═════ RECORDS SUPPLIED ═════
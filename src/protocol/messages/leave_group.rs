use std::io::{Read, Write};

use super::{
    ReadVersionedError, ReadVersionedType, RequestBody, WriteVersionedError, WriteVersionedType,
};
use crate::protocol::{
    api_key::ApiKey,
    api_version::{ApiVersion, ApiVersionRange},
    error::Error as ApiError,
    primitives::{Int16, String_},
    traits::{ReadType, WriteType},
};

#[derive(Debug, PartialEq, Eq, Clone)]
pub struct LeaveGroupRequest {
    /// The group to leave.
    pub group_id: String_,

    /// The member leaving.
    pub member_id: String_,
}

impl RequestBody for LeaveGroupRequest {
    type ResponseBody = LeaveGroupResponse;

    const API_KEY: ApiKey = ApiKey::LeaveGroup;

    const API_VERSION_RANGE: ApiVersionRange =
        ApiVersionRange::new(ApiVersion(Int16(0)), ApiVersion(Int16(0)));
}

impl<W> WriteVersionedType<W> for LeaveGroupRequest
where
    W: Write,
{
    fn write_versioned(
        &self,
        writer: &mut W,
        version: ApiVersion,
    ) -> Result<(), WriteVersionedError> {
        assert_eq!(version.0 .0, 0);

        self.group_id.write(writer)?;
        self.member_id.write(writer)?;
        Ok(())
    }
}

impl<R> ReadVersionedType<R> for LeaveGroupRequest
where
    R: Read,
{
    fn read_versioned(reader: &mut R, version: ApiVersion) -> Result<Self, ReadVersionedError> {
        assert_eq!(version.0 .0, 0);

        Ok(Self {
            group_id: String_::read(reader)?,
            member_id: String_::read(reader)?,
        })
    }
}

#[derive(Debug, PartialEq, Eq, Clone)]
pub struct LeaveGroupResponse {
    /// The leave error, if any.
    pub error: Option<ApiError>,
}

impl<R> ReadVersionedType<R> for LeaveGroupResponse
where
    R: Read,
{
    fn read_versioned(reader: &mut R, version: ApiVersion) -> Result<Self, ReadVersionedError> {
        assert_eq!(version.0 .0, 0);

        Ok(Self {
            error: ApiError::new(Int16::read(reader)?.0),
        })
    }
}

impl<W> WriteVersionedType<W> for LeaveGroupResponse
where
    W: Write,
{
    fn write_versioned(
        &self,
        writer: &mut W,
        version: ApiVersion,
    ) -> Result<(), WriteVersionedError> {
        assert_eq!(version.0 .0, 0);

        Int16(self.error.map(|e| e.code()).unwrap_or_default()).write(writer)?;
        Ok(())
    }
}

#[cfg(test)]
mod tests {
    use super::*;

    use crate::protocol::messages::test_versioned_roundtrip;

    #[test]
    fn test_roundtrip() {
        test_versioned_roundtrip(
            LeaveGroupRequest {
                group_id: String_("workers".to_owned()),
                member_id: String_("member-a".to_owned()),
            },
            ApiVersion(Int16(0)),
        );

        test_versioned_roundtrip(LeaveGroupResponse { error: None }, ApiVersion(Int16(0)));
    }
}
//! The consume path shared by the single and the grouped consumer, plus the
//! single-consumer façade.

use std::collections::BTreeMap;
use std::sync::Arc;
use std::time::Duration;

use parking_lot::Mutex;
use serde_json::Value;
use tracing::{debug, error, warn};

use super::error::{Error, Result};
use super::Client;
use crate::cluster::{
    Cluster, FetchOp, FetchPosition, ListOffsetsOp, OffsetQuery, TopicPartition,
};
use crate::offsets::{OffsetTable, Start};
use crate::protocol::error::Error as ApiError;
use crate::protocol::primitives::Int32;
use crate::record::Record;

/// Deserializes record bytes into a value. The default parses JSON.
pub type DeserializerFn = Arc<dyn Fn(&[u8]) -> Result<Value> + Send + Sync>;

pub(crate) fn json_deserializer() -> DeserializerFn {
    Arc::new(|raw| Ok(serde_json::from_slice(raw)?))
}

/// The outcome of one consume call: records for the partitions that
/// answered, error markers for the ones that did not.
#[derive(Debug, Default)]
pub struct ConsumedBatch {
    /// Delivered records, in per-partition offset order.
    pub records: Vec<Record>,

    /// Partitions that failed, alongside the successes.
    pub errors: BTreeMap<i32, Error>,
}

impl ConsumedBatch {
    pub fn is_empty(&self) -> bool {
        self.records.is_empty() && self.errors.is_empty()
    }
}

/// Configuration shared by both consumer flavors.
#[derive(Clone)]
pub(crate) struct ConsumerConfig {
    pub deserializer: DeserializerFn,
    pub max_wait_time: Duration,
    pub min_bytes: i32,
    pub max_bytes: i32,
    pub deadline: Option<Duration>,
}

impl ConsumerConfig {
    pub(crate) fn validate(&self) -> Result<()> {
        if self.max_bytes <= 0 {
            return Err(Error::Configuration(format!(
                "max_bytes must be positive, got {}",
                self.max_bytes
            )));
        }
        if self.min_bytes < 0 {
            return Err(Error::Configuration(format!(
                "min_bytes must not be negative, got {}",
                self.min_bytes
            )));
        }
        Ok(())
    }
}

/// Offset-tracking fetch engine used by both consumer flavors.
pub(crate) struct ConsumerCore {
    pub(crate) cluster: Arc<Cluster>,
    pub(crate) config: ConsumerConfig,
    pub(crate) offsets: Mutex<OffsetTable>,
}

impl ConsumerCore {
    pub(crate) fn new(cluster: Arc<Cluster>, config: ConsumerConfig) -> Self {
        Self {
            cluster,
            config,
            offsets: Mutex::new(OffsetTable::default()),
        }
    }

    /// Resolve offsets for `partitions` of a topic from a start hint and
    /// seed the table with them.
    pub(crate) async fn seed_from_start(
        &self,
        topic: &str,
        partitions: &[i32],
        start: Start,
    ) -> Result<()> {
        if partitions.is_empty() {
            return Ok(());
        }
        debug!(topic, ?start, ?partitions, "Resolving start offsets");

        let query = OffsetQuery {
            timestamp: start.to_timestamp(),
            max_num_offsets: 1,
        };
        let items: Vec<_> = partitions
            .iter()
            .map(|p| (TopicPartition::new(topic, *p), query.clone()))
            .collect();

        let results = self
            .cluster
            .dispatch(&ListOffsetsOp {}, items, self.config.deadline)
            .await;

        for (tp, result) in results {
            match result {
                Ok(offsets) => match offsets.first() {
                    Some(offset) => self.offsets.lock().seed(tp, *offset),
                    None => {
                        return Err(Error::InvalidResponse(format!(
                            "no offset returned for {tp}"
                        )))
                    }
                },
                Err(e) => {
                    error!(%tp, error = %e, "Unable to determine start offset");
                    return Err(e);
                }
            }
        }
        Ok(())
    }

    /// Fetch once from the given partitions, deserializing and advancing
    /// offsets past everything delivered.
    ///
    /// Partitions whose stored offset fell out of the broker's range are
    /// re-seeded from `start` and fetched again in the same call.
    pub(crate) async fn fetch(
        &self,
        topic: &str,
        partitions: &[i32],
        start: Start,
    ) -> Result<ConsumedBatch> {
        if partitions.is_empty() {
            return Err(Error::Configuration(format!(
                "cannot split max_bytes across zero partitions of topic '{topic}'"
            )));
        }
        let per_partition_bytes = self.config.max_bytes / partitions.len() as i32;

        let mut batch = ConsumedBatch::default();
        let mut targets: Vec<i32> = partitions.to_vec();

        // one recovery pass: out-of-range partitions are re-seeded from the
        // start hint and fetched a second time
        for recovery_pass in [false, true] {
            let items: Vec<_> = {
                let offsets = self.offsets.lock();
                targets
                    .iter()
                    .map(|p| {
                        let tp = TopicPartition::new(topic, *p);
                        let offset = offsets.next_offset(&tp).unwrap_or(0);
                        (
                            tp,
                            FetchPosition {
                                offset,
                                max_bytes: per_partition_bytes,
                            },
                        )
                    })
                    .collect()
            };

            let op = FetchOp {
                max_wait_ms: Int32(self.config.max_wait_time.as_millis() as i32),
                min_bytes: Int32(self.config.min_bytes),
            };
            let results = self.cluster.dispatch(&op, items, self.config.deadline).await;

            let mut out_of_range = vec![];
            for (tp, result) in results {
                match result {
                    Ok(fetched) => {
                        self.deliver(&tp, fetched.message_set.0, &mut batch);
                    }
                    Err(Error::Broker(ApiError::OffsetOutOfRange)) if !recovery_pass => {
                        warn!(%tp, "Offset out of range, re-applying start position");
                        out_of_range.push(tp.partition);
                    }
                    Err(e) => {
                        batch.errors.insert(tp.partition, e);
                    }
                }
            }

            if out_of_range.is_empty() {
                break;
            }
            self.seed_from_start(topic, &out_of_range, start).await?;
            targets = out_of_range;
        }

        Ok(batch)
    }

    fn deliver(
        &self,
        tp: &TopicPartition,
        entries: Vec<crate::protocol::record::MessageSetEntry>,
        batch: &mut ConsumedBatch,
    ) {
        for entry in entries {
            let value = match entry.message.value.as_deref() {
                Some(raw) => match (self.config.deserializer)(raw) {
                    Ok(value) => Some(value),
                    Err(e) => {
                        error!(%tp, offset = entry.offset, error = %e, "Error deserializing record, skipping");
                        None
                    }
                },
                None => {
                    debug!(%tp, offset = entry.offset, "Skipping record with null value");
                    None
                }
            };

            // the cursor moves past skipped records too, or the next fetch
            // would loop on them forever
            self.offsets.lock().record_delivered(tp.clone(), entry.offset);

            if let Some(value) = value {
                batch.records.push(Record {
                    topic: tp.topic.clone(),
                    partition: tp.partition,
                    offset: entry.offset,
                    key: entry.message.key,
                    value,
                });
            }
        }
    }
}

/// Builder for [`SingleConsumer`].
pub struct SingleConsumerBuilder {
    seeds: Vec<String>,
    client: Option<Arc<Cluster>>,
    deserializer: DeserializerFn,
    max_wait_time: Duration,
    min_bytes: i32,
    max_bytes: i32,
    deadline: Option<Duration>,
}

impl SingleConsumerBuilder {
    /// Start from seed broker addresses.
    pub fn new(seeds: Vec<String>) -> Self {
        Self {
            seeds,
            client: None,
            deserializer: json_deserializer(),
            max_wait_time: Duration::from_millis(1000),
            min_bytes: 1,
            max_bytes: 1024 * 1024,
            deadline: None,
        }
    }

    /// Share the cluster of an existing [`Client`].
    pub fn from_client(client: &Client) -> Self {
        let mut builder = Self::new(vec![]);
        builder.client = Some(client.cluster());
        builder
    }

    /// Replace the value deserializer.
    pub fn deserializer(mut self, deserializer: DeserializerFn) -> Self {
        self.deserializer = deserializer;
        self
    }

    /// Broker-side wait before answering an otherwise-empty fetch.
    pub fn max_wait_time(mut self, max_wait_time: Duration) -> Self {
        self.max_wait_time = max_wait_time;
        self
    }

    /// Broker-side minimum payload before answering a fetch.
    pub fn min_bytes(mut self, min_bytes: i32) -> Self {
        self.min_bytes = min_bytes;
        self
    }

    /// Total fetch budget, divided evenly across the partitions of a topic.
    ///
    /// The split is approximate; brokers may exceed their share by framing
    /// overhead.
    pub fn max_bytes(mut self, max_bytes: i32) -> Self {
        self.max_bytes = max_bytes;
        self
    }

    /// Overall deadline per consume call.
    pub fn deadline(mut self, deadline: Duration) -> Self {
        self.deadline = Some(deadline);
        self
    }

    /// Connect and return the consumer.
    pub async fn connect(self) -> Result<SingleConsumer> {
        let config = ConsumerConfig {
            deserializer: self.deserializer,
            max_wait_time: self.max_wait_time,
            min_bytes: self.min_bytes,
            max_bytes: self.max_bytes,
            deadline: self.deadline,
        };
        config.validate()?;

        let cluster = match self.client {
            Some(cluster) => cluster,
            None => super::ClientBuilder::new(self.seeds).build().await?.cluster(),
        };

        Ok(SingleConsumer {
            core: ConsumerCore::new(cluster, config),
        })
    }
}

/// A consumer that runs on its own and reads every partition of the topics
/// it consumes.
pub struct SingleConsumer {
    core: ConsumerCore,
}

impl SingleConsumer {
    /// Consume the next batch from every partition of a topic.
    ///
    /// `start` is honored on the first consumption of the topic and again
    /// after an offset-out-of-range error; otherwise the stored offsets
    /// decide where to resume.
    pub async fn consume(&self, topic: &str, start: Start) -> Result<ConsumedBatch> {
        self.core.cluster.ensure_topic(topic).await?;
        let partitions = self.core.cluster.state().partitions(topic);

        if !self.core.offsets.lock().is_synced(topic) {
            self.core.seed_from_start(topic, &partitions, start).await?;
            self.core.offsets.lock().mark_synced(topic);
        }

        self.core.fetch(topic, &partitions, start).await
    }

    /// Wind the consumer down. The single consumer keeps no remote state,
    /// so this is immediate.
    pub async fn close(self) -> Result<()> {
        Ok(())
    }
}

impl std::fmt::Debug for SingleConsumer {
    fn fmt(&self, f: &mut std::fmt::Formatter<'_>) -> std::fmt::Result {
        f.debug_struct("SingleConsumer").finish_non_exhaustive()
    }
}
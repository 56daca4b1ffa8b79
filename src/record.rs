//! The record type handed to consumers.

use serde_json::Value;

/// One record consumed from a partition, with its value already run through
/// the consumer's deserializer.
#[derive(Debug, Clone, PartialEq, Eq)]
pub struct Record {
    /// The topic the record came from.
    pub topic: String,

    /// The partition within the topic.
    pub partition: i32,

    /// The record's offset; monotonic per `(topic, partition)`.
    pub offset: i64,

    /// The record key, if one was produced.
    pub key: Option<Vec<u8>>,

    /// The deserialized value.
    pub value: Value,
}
═════
- PROBLEM DESCRIPTION: Write out the lines from the one containing "one was produced." through the last line of the records above. Include both of those lines and nothing else.

- WRITTEN RESPONSE:
    /// The record key, if one was produced.
    pub key: Option<Vec<u8>>,

    /// The deserialized value.
    pub value: Value,
}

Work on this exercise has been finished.